Great piece from Alex Kane on Eamonn’s site looking at some of the realities of politics of Northern Ireland, against which he tries to measure the new leader of the UUP… First the winning team:
The DUP and SF didn’t get to where they are with make-it-up-as-you-go-along ideas. They defined an end goal, put in place a strategy and an agenda and then set out yardsticks by which to measure success. Mike says he has no ‘quick fixes’ or ‘big idea.’ I’m not even sure what his end goal is, other than putting himself in as First Minister ‘at the end of the second electoral cycle.’ He still insists that politics is about ‘getting power.’ Maybe so, but before the electorate entrust you with power they probably need some idea what you plan to do with it.
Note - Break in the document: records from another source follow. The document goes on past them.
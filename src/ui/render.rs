use crate::ui::app::App;
use crate::ui::footer::Footer;
use crate::ui::header::Header;
use crate::ui::layout::{inset, layout_regions, split_body};
use crate::ui::sidebar::Sidebar;
use crate::ui::theme::{GLOBAL_BORDER, GROUP_TEXT, HEADER_TEXT};
use ratatui::layout::Rect;
use ratatui::style::{Modifier, Style};
use ratatui::text::{Line, Span};
use ratatui::widgets::{Block, Borders, Clear, Paragraph};
use ratatui::Frame;

pub fn draw(frame: &mut Frame<'_>, app: &App) {
    let area = frame.area();
    let (header, body, footer) = layout_regions(area);
    let selected = app.selected_entry();
    let selected_path = selected.map(|entry| entry.path());

    frame.render_widget(
        Header::new().widget(app.catalog().len(), selected_path.as_deref()),
        header,
    );
    frame.render_widget(Clear, body);

    let (sidebar, canvas) = split_body(body, app.show_sidebar());
    if let Some(sidebar) = sidebar {
        let widget = Sidebar::new(app.catalog(), app.browser().selected).widget();
        frame.render_widget(widget, sidebar);
    }

    let block = Block::default()
        .title(Span::styled(
            selected.map(|entry| entry.story.label()).unwrap_or("No stories"),
            Style::default().fg(HEADER_TEXT).add_modifier(Modifier::BOLD),
        ))
        .borders(Borders::ALL)
        .border_style(Style::default().fg(GLOBAL_BORDER));
    let inner = block.inner(canvas);
    frame.render_widget(block, canvas);

    match selected {
        Some(entry) => {
            let stage = inset(inner, 1);
            let button = entry.story.render();
            frame.render_widget(&button, stage);
        }
        None => {
            let hint = Paragraph::new("Register stories to see them here.")
                .style(Style::default().fg(GROUP_TEXT));
            frame.render_widget(hint, inset(inner, 1));
        }
    }

    if let Some(message) = app.browser().last_action.as_deref() {
        if inner.height > 0 {
            let status = Rect {
                y: inner.y + inner.height - 1,
                height: 1,
                ..inner
            };
            let line = Line::from(Span::styled(
                format!(" {message}"),
                Style::default().fg(GROUP_TEXT).add_modifier(Modifier::DIM),
            ));
            frame.render_widget(Paragraph::new(line), status);
        }
    }

    frame.render_widget(Footer, footer);
}
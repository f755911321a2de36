pub mod button;
pub mod catalog;
pub mod config;
pub mod logging;
pub mod stories;
pub mod ui;
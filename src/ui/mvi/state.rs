/// Marker for view state.
///
/// `Default` is required so a state can be taken out of its owner while the
/// reducer runs.
pub trait UiState: Clone + PartialEq + Default + Send + 'static {}
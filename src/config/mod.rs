//! Configuration loaded from `config.toml`.

mod loader;
mod types;

pub use loader::ConfigError;
pub use types::{BrowserConfig, Config, LoggingConfig};
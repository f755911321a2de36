use std::fs::{self, File};
use std::io;
use std::path::PathBuf;
use std::sync::Mutex;
use tracing_subscriber::EnvFilter;
use tracing_subscriber::{fmt, layer::SubscriberExt, util::SubscriberInitExt};

use crate::config::LoggingConfig;

/// Where log lines end up.
#[derive(Debug, Clone, PartialEq, Eq)]
pub enum LogTarget {
    /// One-shot CLI modes.
    Stderr,
    /// The browser owns the terminal, so logs go to a file.
    File(PathBuf),
}

/// Initialize tracing.
///
/// `RUST_LOG` wins over the configured filter. Calling this twice is a
/// no-op for the second call.
pub fn init_tracing(config: &LoggingConfig, target: LogTarget) -> io::Result<()> {
    let filter = EnvFilter::try_from_default_env()
        .or_else(|_| EnvFilter::try_new(&config.filter))
        .unwrap_or_else(|_| EnvFilter::new("info"));

    let timer = fmt::time::UtcTime::rfc_3339();

    let result = match target {
        LogTarget::Stderr => {
            let layer = fmt::layer()
                .with_writer(io::stderr)
                .with_timer(timer)
                .with_target(true)
                .with_level(true);
            tracing_subscriber::registry()
                .with(filter)
                .with(layer)
                .try_init()
        }
        LogTarget::File(path) => {
            if let Some(parent) = path.parent() {
                fs::create_dir_all(parent)?;
            }
            let file = File::options().create(true).append(true).open(&path)?;
            let layer = fmt::layer()
                .with_writer(Mutex::new(file))
                .with_ansi(false)
                .with_timer(timer)
                .with_target(true)
                .with_level(true);
            tracing_subscriber::registry()
                .with(filter)
                .with(layer)
                .try_init()
        }
    };

    if result.is_err() {
        tracing::debug!("Tracing already initialized");
    }
    Ok(())
}
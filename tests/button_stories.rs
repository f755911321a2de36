use buttonbook::button::{Button, ButtonProps};
use buttonbook::catalog::{Catalog, CatalogError};
use buttonbook::stories;
use ratatui::buffer::Buffer;
use ratatui::layout::Rect;
use ratatui::style::Color;
use ratatui::widgets::Widget;

fn registered() -> Catalog {
    let mut catalog = Catalog::new();
    stories::register_all(&mut catalog).unwrap();
    catalog
}

fn draw(button: &Button) -> Buffer {
    let area = Rect::new(0, 0, button.width(), 1);
    let mut buf = Buffer::empty(area);
    Widget::render(button, area, &mut buf);
    buf
}

#[test]
fn button_group_has_exactly_two_stories() {
    let catalog = registered();
    let group = catalog.group("Button").expect("Button group registered");

    let labels: Vec<&str> = group.stories().iter().map(|s| s.label()).collect();
    assert_eq!(labels, vec!["Normal button", "Primary button"]);
    assert_eq!(catalog.groups().len(), 1);
}

#[test]
fn normal_story_renders_default_button() {
    let catalog = registered();
    let button = catalog.find("Button", "Normal button").unwrap().render();

    assert!(!button.props().primary);
    assert_eq!(button.props().children, "Button");
    assert_eq!(draw(&button)[(1, 0)].fg, Color::Red);
}

#[test]
fn primary_story_matches_direct_primary_render() {
    let catalog = registered();
    let from_story = catalog.find("Button", "Primary button").unwrap().render();
    let direct = Button::new(ButtonProps::new("Button").primary(true));

    assert_eq!(from_story.visual(), direct.visual());
    assert_eq!(draw(&from_story), draw(&direct));
}

#[test]
fn factories_produce_fresh_equal_renders() {
    let catalog = registered();
    let story = catalog.find("Button", "Primary button").unwrap();

    assert_eq!(draw(&story.render()), draw(&story.render()));
}

#[test]
fn registering_twice_is_rejected() {
    let mut catalog = registered();
    let err = stories::button::register(&mut catalog).unwrap_err();

    assert_eq!(
        err,
        CatalogError::DuplicateStory {
            group: "Button".to_string(),
            label: "Normal button".to_string(),
        }
    );
    assert_eq!(catalog.len(), 2);
}

#[test]
fn index_serializes_to_json() {
    let json = serde_json::to_value(registered().index()).unwrap();

    assert_eq!(
        json,
        serde_json::json!({
            "groups": [
                { "name": "Button", "stories": ["Normal button", "Primary button"] }
            ]
        })
    );
}
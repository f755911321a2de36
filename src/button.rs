//! Styled button component.
//!
//! A presentational element: the rendered output is a pure function of
//! [`ButtonProps`]. The terminal host owns mounting, drawing, and click
//! dispatch; this module only decides what the button looks like.

use crate::ui::theme::{BUTTON_PRIMARY_BG, BUTTON_PRIMARY_TEXT, BUTTON_TEXT};
use ratatui::buffer::Buffer;
use ratatui::layout::Rect;
use ratatui::style::{Color, Style};
use ratatui::text::Span;
use ratatui::widgets::Widget;
use std::fmt;
use std::sync::Arc;

/// Click callback forwarded to the host.
pub type ClickHandler = Arc<dyn Fn() + Send + Sync>;

/// Style rule for a button: text color plus an optional background.
#[derive(Debug, Clone, Copy, PartialEq, Eq)]
pub struct ButtonStyle {
    pub color: Color,
    /// `None` leaves the host background untouched.
    pub background: Option<Color>,
}

impl ButtonStyle {
    /// Rule applied to every button.
    pub const BASE: ButtonStyle = ButtonStyle {
        color: BUTTON_TEXT,
        background: None,
    };

    /// Rule layered on top of [`ButtonStyle::BASE`] for primary buttons.
    pub const PRIMARY: ButtonStyle = ButtonStyle {
        color: BUTTON_PRIMARY_TEXT,
        background: Some(BUTTON_PRIMARY_BG),
    };

    pub fn for_props(primary: bool) -> Self {
        if primary {
            Self::BASE.overridden_by(Self::PRIMARY)
        } else {
            Self::BASE
        }
    }

    /// Later rule wins field by field; an unset background keeps ours.
    pub fn overridden_by(self, other: ButtonStyle) -> Self {
        Self {
            color: other.color,
            background: other.background.or(self.background),
        }
    }
}

impl From<ButtonStyle> for Style {
    fn from(rule: ButtonStyle) -> Self {
        let style = Style::default().fg(rule.color);
        match rule.background {
            Some(bg) => style.bg(bg),
            None => style,
        }
    }
}

/// Inputs of a [`Button`].
#[derive(Clone, Default)]
pub struct ButtonProps {
    pub primary: bool,
    /// Label content, rendered as-is.
    pub children: String,
    pub disabled: bool,
    pub on_click: Option<ClickHandler>,
}

impl ButtonProps {
    pub fn new(children: impl Into<String>) -> Self {
        Self {
            children: children.into(),
            ..Self::default()
        }
    }

    pub fn primary(mut self, primary: bool) -> Self {
        self.primary = primary;
        self
    }

    pub fn disabled(mut self, disabled: bool) -> Self {
        self.disabled = disabled;
        self
    }

    pub fn on_click<F>(mut self, handler: F) -> Self
    where
        F: Fn() + Send + Sync + 'static,
    {
        self.on_click = Some(Arc::new(handler));
        self
    }
}

impl fmt::Debug for ButtonProps {
    fn fmt(&self, f: &mut fmt::Formatter<'_>) -> fmt::Result {
        f.debug_struct("ButtonProps")
            .field("primary", &self.primary)
            .field("children", &self.children)
            .field("disabled", &self.disabled)
            .field("on_click", &self.on_click.is_some())
            .finish()
    }
}

/// What a render of a button looks like, independent of where it is drawn.
#[derive(Debug, Clone, PartialEq, Eq)]
pub struct ButtonVisual {
    pub label: String,
    pub style: ButtonStyle,
}

/// Rendered button element.
#[derive(Debug, Clone)]
pub struct Button {
    props: ButtonProps,
}

impl Button {
    pub fn new(props: ButtonProps) -> Self {
        Self { props }
    }

    pub fn props(&self) -> &ButtonProps {
        &self.props
    }

    pub fn style(&self) -> ButtonStyle {
        ButtonStyle::for_props(self.props.primary)
    }

    pub fn visual(&self) -> ButtonVisual {
        ButtonVisual {
            label: self.props.children.clone(),
            style: self.style(),
        }
    }

    /// Terminal columns needed to draw the label with its padding.
    pub fn width(&self) -> u16 {
        let label = Span::raw(self.props.children.as_str()).width();
        u16::try_from(label.saturating_add(2)).unwrap_or(u16::MAX)
    }

    pub fn is_disabled(&self) -> bool {
        self.props.disabled
    }

    /// Dispatches a click. Returns `true` when a handler ran.
    pub fn click(&self) -> bool {
        if self.props.disabled {
            return false;
        }
        match &self.props.on_click {
            Some(handler) => {
                handler();
                true
            }
            None => false,
        }
    }
}

impl Widget for &Button {
    fn render(self, area: Rect, buf: &mut Buffer) {
        if area.width == 0 || area.height == 0 {
            return;
        }
        let text = format!(" {} ", self.props.children);
        let width = self.width().min(area.width);
        buf.set_stringn(
            area.x,
            area.y,
            text,
            usize::from(width),
            Style::from(self.style()),
        );
    }
}
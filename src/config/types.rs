use serde::{Deserialize, Serialize};
use std::path::PathBuf;

/// Root configuration container.
#[derive(Debug, Clone, Default, PartialEq, Serialize, Deserialize)]
pub struct Config {
    #[serde(default)]
    pub browser: BrowserConfig,
    #[serde(default)]
    pub logging: LoggingConfig,
}

/// Interactive story browser settings.
#[derive(Debug, Clone, PartialEq, Serialize, Deserialize)]
pub struct BrowserConfig {
    /// Event poll interval in milliseconds (default: 250).
    #[serde(default = "default_tick_rate_ms")]
    pub tick_rate_ms: u64,
    /// Story label selected at startup. Unknown labels are ignored.
    #[serde(default)]
    pub initial_story: Option<String>,
    /// Show the story list next to the canvas (default: true).
    #[serde(default = "default_show_sidebar")]
    pub show_sidebar: bool,
}

/// Log output settings.
#[derive(Debug, Clone, PartialEq, Serialize, Deserialize)]
pub struct LoggingConfig {
    /// `tracing` filter directive used when `RUST_LOG` is unset.
    #[serde(default = "default_log_filter")]
    pub filter: String,
    /// Log file for browser mode. Defaults to the data directory.
    #[serde(default)]
    pub file: Option<PathBuf>,
}

fn default_tick_rate_ms() -> u64 {
    250
}

fn default_show_sidebar() -> bool {
    true
}

fn default_log_filter() -> String {
    "info".to_string()
}

impl Default for BrowserConfig {
    fn default() -> Self {
        Self {
            tick_rate_ms: default_tick_rate_ms(),
            initial_story: None,
            show_sidebar: default_show_sidebar(),
        }
    }
}

impl Default for LoggingConfig {
    fn default() -> Self {
        Self {
            filter: default_log_filter(),
            file: None,
        }
    }
}
use crate::catalog::Catalog;
use crate::ui::theme::{ACTIVE_HIGHLIGHT, BROWSER_ACCENT, GLOBAL_BORDER, GROUP_TEXT, HEADER_TEXT};
use ratatui::style::{Modifier, Style};
use ratatui::text::{Line, Span};
use ratatui::widgets::{Block, Borders, Paragraph};

/// Story tree: each group name followed by its indented labels.
pub struct Sidebar<'a> {
    catalog: &'a Catalog,
    selected: usize,
}

impl<'a> Sidebar<'a> {
    pub fn new(catalog: &'a Catalog, selected: usize) -> Self {
        Self { catalog, selected }
    }

    pub fn lines(&self) -> Vec<Line<'a>> {
        let group_style = Style::default().fg(GROUP_TEXT).add_modifier(Modifier::BOLD);
        let story_style = Style::default().fg(HEADER_TEXT);
        let active_style = Style::default().fg(BROWSER_ACCENT).bg(ACTIVE_HIGHLIGHT);

        let mut lines = Vec::new();
        let mut index = 0;
        for group in self.catalog.groups() {
            lines.push(Line::from(Span::styled(group.name(), group_style)));
            for story in group.stories() {
                let (marker, style) = if index == self.selected {
                    ("▸ ", active_style)
                } else {
                    ("  ", story_style)
                };
                lines.push(Line::from(vec![
                    Span::styled(marker, style),
                    Span::styled(story.label(), style),
                ]));
                index += 1;
            }
        }
        lines
    }

    pub fn widget(&self) -> Paragraph<'a> {
        Paragraph::new(self.lines()).block(
            Block::default()
                .borders(Borders::RIGHT)
                .border_style(Style::default().fg(GLOBAL_BORDER)),
        )
    }
}
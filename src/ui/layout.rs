use ratatui::layout::Rect;

const HEADER_HEIGHT: u16 = 3;
const FOOTER_HEIGHT: u16 = 3;
const SIDEBAR_WIDTH: u16 = 24;

pub fn layout_regions(area: Rect) -> (Rect, Rect, Rect) {
    let header_height = area.height.min(HEADER_HEIGHT);
    let footer_height = FOOTER_HEIGHT.min(area.height.saturating_sub(header_height));
    let header = Rect {
        x: area.x,
        y: area.y,
        width: area.width,
        height: header_height,
    };
    let footer = Rect {
        x: area.x,
        y: area.y + area.height.saturating_sub(footer_height),
        width: area.width,
        height: footer_height,
    };
    let body = Rect {
        x: area.x,
        y: area.y + header_height,
        width: area.width,
        height: area.height.saturating_sub(header_height + footer_height),
    };
    (header, body, footer)
}

/// Splits the body into an optional sidebar and the story canvas.
///
/// The sidebar never takes more than half of the body.
pub fn split_body(body: Rect, show_sidebar: bool) -> (Option<Rect>, Rect) {
    if !show_sidebar {
        return (None, body);
    }
    let width = SIDEBAR_WIDTH.min(body.width / 2);
    if width == 0 {
        return (None, body);
    }
    let sidebar = Rect { width, ..body };
    let canvas = Rect {
        x: body.x + width,
        width: body.width - width,
        ..body
    };
    (Some(sidebar), canvas)
}

/// Region inside `area` with `margin` cells removed on every side.
pub fn inset(area: Rect, margin: u16) -> Rect {
    let double = margin.saturating_mul(2);
    if area.width <= double || area.height <= double {
        return Rect { width: 0, height: 0, ..area };
    }
    Rect {
        x: area.x + margin,
        y: area.y + margin,
        width: area.width - double,
        height: area.height - double,
    }
}
//! Granted-authority extraction from verified token claims.
//!
//! Token issuers publish authorities under two claims: `authorities`
//! (used verbatim) and `scope` (each entry prefixed with `SCOPE_`). Either
//! claim may arrive as a space-delimited string or as a list of strings,
//! depending on the issuer; both shapes are resolved into [`ClaimValue`]
//! once, at this boundary, so nothing downstream inspects JSON shapes.

use serde_json::{Map, Value};

/// Prefix applied to every authority sourced from the `scope` claim.
pub const SCOPE_AUTHORITY_PREFIX: &str = "SCOPE_";

const AUTHORITIES_CLAIM: &str = "authorities";
const SCOPE_CLAIM: &str = "scope";

/// Normalized shape of an authority-bearing claim.
///
/// Unrecognized JSON shapes degrade to `Absent` rather than failing:
/// malformed claims mean "no authorities", never an error.
#[derive(Debug, Clone, PartialEq, Eq)]
pub enum ClaimValue {
    /// Space-delimited authority string, e.g. `"read write"`.
    Text(String),
    /// Already-structured list of authority strings.
    List(Vec<String>),
    /// Claim missing or not an authority-bearing shape.
    Absent,
}

impl ClaimValue {
    /// Classify a raw claim value. Non-string list elements are dropped.
    pub fn from_claim(value: Option<&Value>) -> Self {
        match value {
            Some(Value::String(text)) => Self::Text(text.clone()),
            Some(Value::Array(items)) => Self::List(
                items
                    .iter()
                    .filter_map(|item| item.as_str().map(str::to_owned))
                    .collect(),
            ),
            _ => Self::Absent,
        }
    }

    /// Resolve into individual authority strings. Text values split on
    /// literal spaces, so a blank string contributes nothing.
    pub fn into_values(self) -> Vec<String> {
        match self {
            Self::Text(text) => text
                .split(' ')
                .filter(|part| !part.is_empty())
                .map(str::to_owned)
                .collect(),
            Self::List(values) => values,
            Self::Absent => Vec::new(),
        }
    }
}

/// Extract the granted authorities from a verified claim set.
///
/// Entries from `authorities` are kept verbatim and listed first; entries
/// from `scope` follow, each prefixed with [`SCOPE_AUTHORITY_PREFIX`].
/// Duplicates are preserved; callers treat the result as a set.
pub fn granted_authorities(claims: &Map<String, Value>) -> Vec<String> {
    let mut authorities = ClaimValue::from_claim(claims.get(AUTHORITIES_CLAIM)).into_values();
    authorities.extend(
        ClaimValue::from_claim(claims.get(SCOPE_CLAIM))
            .into_values()
            .into_iter()
            .map(|scope| format!("{SCOPE_AUTHORITY_PREFIX}{scope}")),
    );
    authorities
}
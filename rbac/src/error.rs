use directory::DirectoryError;
use thiserror::Error;

pub type AccessResult<T> = Result<T, AccessError>;

#[derive(Debug, Error)]
pub enum AccessError {
    #[error("no authenticated principal: {0}")]
    NoAuthenticatedPrincipal(String),

    #[error("directory lookup failed: {0}")]
    Directory(#[from] DirectoryError),
}

impl AccessError {
    pub fn is_retryable(&self) -> bool {
        match self {
            Self::Directory(e) => e.is_retryable(),
            Self::NoAuthenticatedPrincipal(_) => false,
        }
    }
}
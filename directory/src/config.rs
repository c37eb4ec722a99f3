//! Directory client configuration.
//!
//! Defaults point at the platform identity service as registered with
//! service discovery; hosts override the base URL (or individual endpoint
//! paths) through deserialized settings or environment variables.

use serde::{Deserialize, Serialize};
use std::env;
use std::time::Duration;

/// Service-discovery name the identity service registers under.
pub const DEFAULT_SERVICE_NAME: &str = "identity-service";
/// Context path the identity service mounts its API on.
pub const DEFAULT_CONTEXT_PATH: &str = "/idm";

const DEFAULT_CHECK_TOKEN_PATH: &str = "/v2/check_token";
const DEFAULT_TENANT_ROOT_PATH: &str = "/v2/tenant_hierarchy/root";
const DEFAULT_TENANT_PARENT_PATH: &str = "/v2/tenant_hierarchy/parent";
const DEFAULT_TENANT_CHILDREN_PATH: &str = "/v2/tenant_hierarchy/children";
const DEFAULT_TENANT_ANCESTORS_PATH: &str = "/v2/tenant_hierarchy/ancestors";

const ENV_BASE_URL: &str = "SENTRA_DIRECTORY_URL";
const ENV_CLIENT_ID: &str = "SENTRA_DIRECTORY_CLIENT_ID";
const ENV_CLIENT_SECRET: &str = "SENTRA_DIRECTORY_CLIENT_SECRET";
const ENV_TIMEOUT_MS: &str = "SENTRA_DIRECTORY_TIMEOUT_MS";

const DEFAULT_REQUEST_TIMEOUT_MS: u64 = 10_000;

#[derive(Debug, Clone, Serialize, Deserialize)]
#[serde(default)]
pub struct DirectoryConfig {
    pub server: ServerConfig,
    pub endpoints: EndpointConfig,
    /// Client credentials presented to the directory as HTTP Basic auth.
    pub client_id: Option<String>,
    pub client_secret: Option<String>,
    pub request_timeout_ms: u64,
}

#[derive(Debug, Clone, Serialize, Deserialize)]
#[serde(default)]
pub struct ServerConfig {
    /// Service name registered with service discovery.
    pub name: String,
    /// The service's context path.
    pub context_path: String,
    /// Fully resolved base URL; overrides name/context path when customized.
    pub base_url: String,
}

#[derive(Debug, Clone, Serialize, Deserialize)]
#[serde(default)]
pub struct EndpointConfig {
    pub check_token: String,
    pub tenant_hierarchy_root: String,
    pub tenant_hierarchy_parent: String,
    pub tenant_hierarchy_children: String,
    pub tenant_hierarchy_ancestors: String,
}

impl Default for ServerConfig {
    fn default() -> Self {
        Self {
            name: DEFAULT_SERVICE_NAME.to_string(),
            context_path: DEFAULT_CONTEXT_PATH.to_string(),
            base_url: format!("http://{DEFAULT_SERVICE_NAME}{DEFAULT_CONTEXT_PATH}"),
        }
    }
}

impl Default for EndpointConfig {
    fn default() -> Self {
        Self {
            check_token: DEFAULT_CHECK_TOKEN_PATH.to_string(),
            tenant_hierarchy_root: DEFAULT_TENANT_ROOT_PATH.to_string(),
            tenant_hierarchy_parent: DEFAULT_TENANT_PARENT_PATH.to_string(),
            tenant_hierarchy_children: DEFAULT_TENANT_CHILDREN_PATH.to_string(),
            tenant_hierarchy_ancestors: DEFAULT_TENANT_ANCESTORS_PATH.to_string(),
        }
    }
}

impl Default for DirectoryConfig {
    fn default() -> Self {
        Self {
            server: ServerConfig::default(),
            endpoints: EndpointConfig::default(),
            client_id: None,
            client_secret: None,
            request_timeout_ms: DEFAULT_REQUEST_TIMEOUT_MS,
        }
    }
}

impl DirectoryConfig {
    /// Configuration pointing at an explicit base URL, defaults elsewhere.
    pub fn with_base_url(base_url: impl Into<String>) -> Self {
        Self {
            server: ServerConfig {
                base_url: base_url.into(),
                ..ServerConfig::default()
            },
            ..Self::default()
        }
    }

    /// Load configuration from `SENTRA_DIRECTORY_*` environment variables,
    /// falling back to defaults for anything unset or unparsable.
    pub fn from_env() -> Self {
        let mut config = Self::default();
        if let Ok(base_url) = env::var(ENV_BASE_URL) {
            config.server.base_url = base_url;
        }
        config.client_id = env::var(ENV_CLIENT_ID).ok();
        config.client_secret = env::var(ENV_CLIENT_SECRET).ok();
        config.request_timeout_ms = env::var(ENV_TIMEOUT_MS)
            .ok()
            .and_then(|raw| raw.parse().ok())
            .unwrap_or(DEFAULT_REQUEST_TIMEOUT_MS);
        config
    }

    pub fn request_timeout(&self) -> Duration {
        Duration::from_millis(self.request_timeout_ms)
    }
}
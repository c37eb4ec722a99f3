use crate::error::AccessResult;
use directory::DirectoryClient;
use sn_core::{ACCESS_ALL_TENANTS, SecurityContext, TenantId};
use std::borrow::Cow;
use std::sync::Arc;
use tracing::debug;

/// Caller identity for a decision: an opaque bearer token the engine still
/// has to resolve, or a context the host already resolved itself.
///
/// Both modes answer identically; the only difference is whether the engine
/// issues the `check_token` round-trip.
#[derive(Debug, Clone, Copy)]
pub enum Subject<'a> {
    Token(&'a str),
    Context(&'a SecurityContext),
}

/// Authorization decision engine over an identity directory.
///
/// Stateless apart from the injected client: nothing is cached or memoized,
/// so every answer reflects the directory at the time of the call. Directory
/// failures propagate as errors, never as a grant or a denial.
#[derive(Clone)]
pub struct RbacService {
    directory: Arc<dyn DirectoryClient>,
}

impl RbacService {
    pub fn new(directory: Arc<dyn DirectoryClient>) -> Self {
        Self { directory }
    }

    /// Resolve the subject to a context. Free for `Subject::Context`, one
    /// `check_token` round-trip for `Subject::Token`, never reused across
    /// top-level calls.
    async fn resolve<'a>(&self, subject: Subject<'a>) -> AccessResult<Cow<'a, SecurityContext>> {
        match subject {
            Subject::Context(ctx) => Ok(Cow::Borrowed(ctx)),
            Subject::Token(token) => Ok(Cow::Owned(self.directory.check_token(token).await?)),
        }
    }

    /// True iff the subject holds the named permission.
    pub async fn has_permission(
        &self,
        subject: Subject<'_>,
        permission: &str,
    ) -> AccessResult<bool> {
        let ctx = self.resolve(subject).await?;
        Ok(ctx.has_permission(permission))
    }

    /// True iff the subject holds [`ACCESS_ALL_TENANTS`].
    pub async fn has_access_all_tenants_permission(
        &self,
        subject: Subject<'_>,
    ) -> AccessResult<bool> {
        self.has_permission(subject, ACCESS_ALL_TENANTS).await
    }

    /// Whether the tenant exists in the hierarchy: it has a resolvable
    /// parent, or it is the root itself.
    ///
    /// The parent is deliberately not verified to be reachable from the
    /// root; a dangling parent still counts as valid.
    pub async fn is_tenant_id_valid(&self, tenant_id: &TenantId) -> AccessResult<bool> {
        if self.directory.get_tenant_parent(tenant_id).await?.is_some() {
            return Ok(true);
        }
        let root = self.directory.get_tenant_root().await?;
        Ok(*tenant_id == root)
    }

    /// Whether the subject may act on `tenant_id`, directly or through an
    /// ancestor assignment. Checks run in a fixed order and stop at the
    /// first decisive step:
    ///
    /// 1. unknown tenant, denied regardless of permissions
    /// 2. `ACCESS_ALL_TENANTS` held, granted
    /// 3. tenant explicitly assigned, granted without an ancestor fetch
    /// 4. any ancestor of the tenant assigned, granted
    pub async fn has_access_to_tenant(
        &self,
        subject: Subject<'_>,
        tenant_id: &TenantId,
    ) -> AccessResult<bool> {
        if !self.is_tenant_id_valid(tenant_id).await? {
            debug!(tenant_id = %tenant_id, "Tenant not found in hierarchy, denying access");
            return Ok(false);
        }

        let ctx = self.resolve(subject).await?;
        if ctx.has_permission(ACCESS_ALL_TENANTS) {
            debug!(tenant_id = %tenant_id, "Subject holds blanket tenant access");
            return Ok(true);
        }
        if ctx.is_assigned(tenant_id) {
            return Ok(true);
        }

        let ancestors = self.directory.get_tenant_ancestors(tenant_id).await?;
        Ok(ancestors.iter().any(|ancestor| ctx.is_assigned(ancestor)))
    }

    /// Whether the subject may act on every listed tenant. Evaluated in
    /// sequence order, stopping at the first denial; no directory calls are
    /// issued for the remaining tenants. Empty input is vacuously true.
    ///
    /// In token mode each element resolves the token afresh, so a decision
    /// over many tenants observes revocation mid-sequence.
    pub async fn has_access_to_tenants(
        &self,
        subject: Subject<'_>,
        tenant_ids: &[TenantId],
    ) -> AccessResult<bool> {
        for tenant_id in tenant_ids {
            if !self.has_access_to_tenant(subject, tenant_id).await? {
                return Ok(false);
            }
        }
        Ok(true)
    }
}
use thiserror::Error;

pub type DirectoryResult<T> = Result<T, DirectoryError>;

#[derive(Debug, Error)]
pub enum DirectoryError {
    #[error("HTTP request failed: {0}")]
    Http(#[from] reqwest::Error),

    #[error("directory API error: {status} - {message}")]
    Api { status: u16, message: String },

    #[error("token rejected by the directory: {0}")]
    InvalidToken(String),

    #[error("malformed directory response: {0}")]
    Decode(String),
}

impl DirectoryError {
    /// Whether a caller-side retry could plausibly succeed. The directory
    /// client itself never retries; callers layer that policy.
    pub fn is_retryable(&self) -> bool {
        match self {
            Self::Http(_) => true,
            Self::Api { status, .. } => *status >= 500,
            Self::InvalidToken(_) | Self::Decode(_) => false,
        }
    }
}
And the scale of the comeback required:
In the 2003 Assembly election the gap between the UUP and DUP was 20,533 votes. By 2007 it had grown to 104,576. In 2011 (with turnout falling and the DUP losing 9,285) the gap grew again, to 110,905. That’s a startling turnaround: the gap between the UUP and DUP is now greater than the UUP’s vote in 2007. By any definition that is meltdown territory and it is not going to be reversed by a leader who happens to be comfortable in front of the microphone and camera. He’s right about there being no ‘quick fix,’ but he really does need the ‘big idea.’
Now, I suspect that’s not why they picked Mike Nesbitt. A leader who wants the job (even if he’s not yet worked out what he wants to do with it), and won’t wreck the factional harmony of the UUP. He found his way around the power structures of the party and is now looking for something that no party leader has asked for for some time, absolute loyalty.
…since I first met him back in 2009 Mike Nesbitt has displayed a steely determination to get what he wants. He isn’t the sort of politician we are used to in Northern Ireland. Whether that is a good thing or bad thing for the UUP is, at the moment, anybody’s guess.